BEGIN Listed entries

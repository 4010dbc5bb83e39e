//! Member element - a vertical line element from a surface node to a pedestal node

use serde::{Deserialize, Serialize};

/// A vertical member linking a surface node to the pedestal node above it
#[derive(Debug, Clone, Serialize, Deserialize)]
pub struct Member {
    /// 1-based member id, assigned in creation order
    pub id: u32,
    /// Surface node id (start)
    pub start_node: u32,
    /// Pedestal node id (end)
    pub end_node: u32,
    /// Originating pedestal; resolved at export time to recover the
    /// prismatic section dimensions (YD/ZD)
    pub pedestal_id: u32,
}

impl Member {
    /// Create a new member
    pub fn new(id: u32, start_node: u32, end_node: u32, pedestal_id: u32) -> Self {
        Self {
            id,
            start_node,
            end_node,
            pedestal_id,
        }
    }
}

END Listed entries

» **Action item**
Once the line with "in creation order" is found in the records above, print exactly that line and every line after it through the line with "a new member".

» **Solution for this exercise**
    /// 1-based member id, assigned in creation order
    pub id: u32,
    /// Surface node id (start)
    pub start_node: u32,
    /// Pedestal node id (end)
    pub end_node: u32,
    /// Originating pedestal; resolved at export time to recover the
    /// prismatic section dimensions (YD/ZD)
    pub pedestal_id: u32,
}

impl Member {
    /// Create a new member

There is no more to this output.